I think this only punts the problem though because now the user must reassemble them correctly. Right now, Noise explorer makes user's magically supply a correctly padded buffer, which makes debugging impossible.

In Noise, head_len changes among the early protocol messages, so you must handle everything using slices. I think detached schemes remain possible with slices, maybe even returning an impl Iterator<Item=&'b [u8]>, but again that only punts the problem.

In the scheme I provided, encrypt should tell users to call body, not prefill buf. And you could enforce this by zeroing buf, but regardless users were well warnned.

It's possible the detached scheme provides a internal foundational layer, from which once builds various convenience methods. I'd maybe do that via inherent impl though, not traits, not sure.

[tarcieri]

Some other options:

• seal_in_place or encrypt_in_place with separate arguments for &mut msg and &mut tag, with the allocating Vec wrapper handling the concatenation. In such an arrangement, it could have a default impl which appends the tag to the message tail, which could be overriden in special cases like AES-(PMAC-)SIV where the tag is prepended.
• A Buffer (or thereabouts) type which handles the split_at_mut, possibly bounding the input message with Into<Buffer>

The first seems like a simple and straightforward approach to me.

[burdges]

I took roughly that second buffer approach in my linked partial pull to noise explorer, but it's actually way messier than I wanted to go. You cannot make the user know their own message size when they supply the buffer.

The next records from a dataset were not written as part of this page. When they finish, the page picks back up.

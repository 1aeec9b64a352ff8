use serde::{Deserialize, Serialize};

const DEFAULT_MAX_NORMALIZE_ITERATIONS: usize = 100;

/// Knobs for one editing surface. Zero means "use the default".
#[derive(Debug, Clone, Default, PartialEq, Eq, Serialize, Deserialize)]
pub struct EditorConfig {
    #[serde(default)]
    pub max_normalize_iterations: usize,
}

impl EditorConfig {
    pub fn with_defaults(mut self) -> Self {
        if self.max_normalize_iterations == 0 {
            self.max_normalize_iterations = DEFAULT_MAX_NORMALIZE_ITERATIONS;
        }
        self
    }

    pub fn from_json_str(s: &str) -> Result<Self, serde_json::Error> {
        serde_json::from_str::<Self>(s).map(Self::with_defaults)
    }
}
use rstest::rstest;
use slidedoc_core::{
    Document, ElementKind, Mark, Marks, Node, Point, Selection, active_list_kind, active_marks,
    is_block_active, is_mark_active,
};

#[rstest]
#[case(Selection::caret(vec![0, 0], 0))]
#[case(Selection::caret(vec![], 0))]
#[case(Selection::caret(vec![9, 9, 9], 3))]
#[case(Selection::new(Point::new(vec![0, 0], 0), Point::new(vec![7, 0], 1)))]
fn queries_fail_closed(#[case] sel: Selection) {
    for doc in [Document::default(), Document::new(vec![Node::image("a.png", None)])] {
        for mark in Mark::ALL {
            assert!(!is_mark_active(&doc, &sel, mark));
        }
        for kind in [
            ElementKind::Paragraph,
            ElementKind::BulletedList,
            ElementKind::ListItem,
        ] {
            assert!(!is_block_active(&doc, &sel, &kind));
        }
        assert_eq!(active_marks(&doc, &sel), Marks::default());
        assert_eq!(active_list_kind(&doc, &sel), None);
    }
}

#[test]
fn block_activity_looks_at_anchor_ancestors() {
    let doc = Document::new(vec![
        Node::numbered_list(["a"]),
        Node::heading_one("b"),
    ]);
    let sel = Selection::new(Point::new(vec![0, 0, 0], 0), Point::new(vec![1, 0], 1));

    assert!(is_block_active(&doc, &sel, &ElementKind::NumberedList));
    assert!(is_block_active(&doc, &sel, &ElementKind::ListItem));
    assert!(!is_block_active(&doc, &sel, &ElementKind::HeadingOne));
    assert_eq!(active_list_kind(&doc, &sel), Some(ElementKind::NumberedList));
}

#[test]
fn mark_activity_needs_every_touched_leaf() {
    let bold = Marks::default().with(Mark::Bold);
    let doc = Document::new(vec![Node::element(
        ElementKind::Paragraph,
        vec![
            Node::marked("ab", bold),
            Node::text("cd"),
            Node::marked("ef", bold.with(Mark::Italic)),
        ],
    )]);

    let first_only = Selection::new(Point::new(vec![0, 0], 0), Point::new(vec![0, 0], 2));
    assert!(is_mark_active(&doc, &first_only, Mark::Bold));

    let spanning = Selection::new(Point::new(vec![0, 0], 1), Point::new(vec![0, 2], 1));
    assert!(!is_mark_active(&doc, &spanning, Mark::Bold));

    let backwards = Selection::new(Point::new(vec![0, 2], 2), Point::new(vec![0, 2], 0));
    assert!(is_mark_active(&doc, &backwards, Mark::Italic));

    assert_eq!(
        active_marks(&doc, &Selection::caret(vec![0, 2], 1)),
        bold.with(Mark::Italic)
    );
}

#[test]
fn void_leaves_are_not_text_for_queries() {
    let doc = Document::new(vec![Node::image("a.png", None)]);
    assert!(!is_mark_active(&doc, &Selection::caret(vec![0, 0], 0), Mark::Bold));
    assert!(is_block_active(
        &doc,
        &Selection::caret(vec![0, 0], 0),
        &ElementKind::Image
    ));
}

If you adapt RawAEAD to slices then you'll take roughly that first detached approach. It's also the "most general" approach because it delays reassembly. Are there any use cases that benefit from detached usage though?

I have not considered all AEAD use cases, only network handshakes, so maybe detached comes up more in a raw AEAD context?

[burdges]

In fact, we could combine everything so the impl provides the interface you describe, but a wrapper type provides a more friendly builder pattern, thus avoiding ATCs.

pub trait AEAD {
    fn head_len(&self) -> usize;
    fn tail_len(&self) -> usize;
    fn overhead(&self) -> usize { self.head_len() + self.tail_len() }

    fn decrypt_detached(&mut self, head: &[u8], text: &mut [u8], tail: &[u8], ad: &[u8]);
    fn decrypt<'b>(&mut self, ciphertext: &'b mut [u8], ad: &[u8]) -> &'b mut [u8] {
        let (head,text) = ciphertext.split_at_mut(self.head_len());
        let (text,tail) = text.split_at_mut(ciphertext.len() - self.tail_len());
        self.decrypt_detached(head,text,tail,ad)
        text
    }

    fn encrypt_detached(&mut self, head: &mut [u8], text: &mut [u8], tail: &mut [u8], ad: &[u8]);
    fn encrypt<'b>(&'s mut self, buf: &'b mut [u8]) -> Encryptor<'b,'s,Self> {
        Encryptor { aead: self, buf, len: self.aead.head_len(), }
    }
}
pub struct Encryptor<'b,'s,T: AEAD> {
    buf: &'b mut [u8],
    aead: &'s mut T,
    len: usize,
}
impl<'b,'s,T: AEAD> Encryptor<'b,'s,T> {
    fn append(&mut self, len: usize) -> &mut [u8] {
        let old_len = self.len;
        self.len += len;
        self.buf.split_at_mut(old_len).1.split_at_mut(len).0
    }
    fn done(self, ad: &[u8]) -> &'b mut [u8] {
        let h = self.aead.head_len();
        let (head,more) = self.buf.split_at_mut(h);
        let (text,tail) = more.split_at_mut(self.len - h);
        let tail = tail.split_at_mut(self.aead.tail_len())
        self.aead.encrypt_detached(head,text,tail, ad);
    }
}

We need to figure out the best sugar for types like Bytes too though.

[jcape]

So to summarize the comments, I see these as the primary things:

1. AeadError as ZWT.
2. No Vec usage.
3. It should be possible to make miscreant's stuff implement this without having to do anything silly.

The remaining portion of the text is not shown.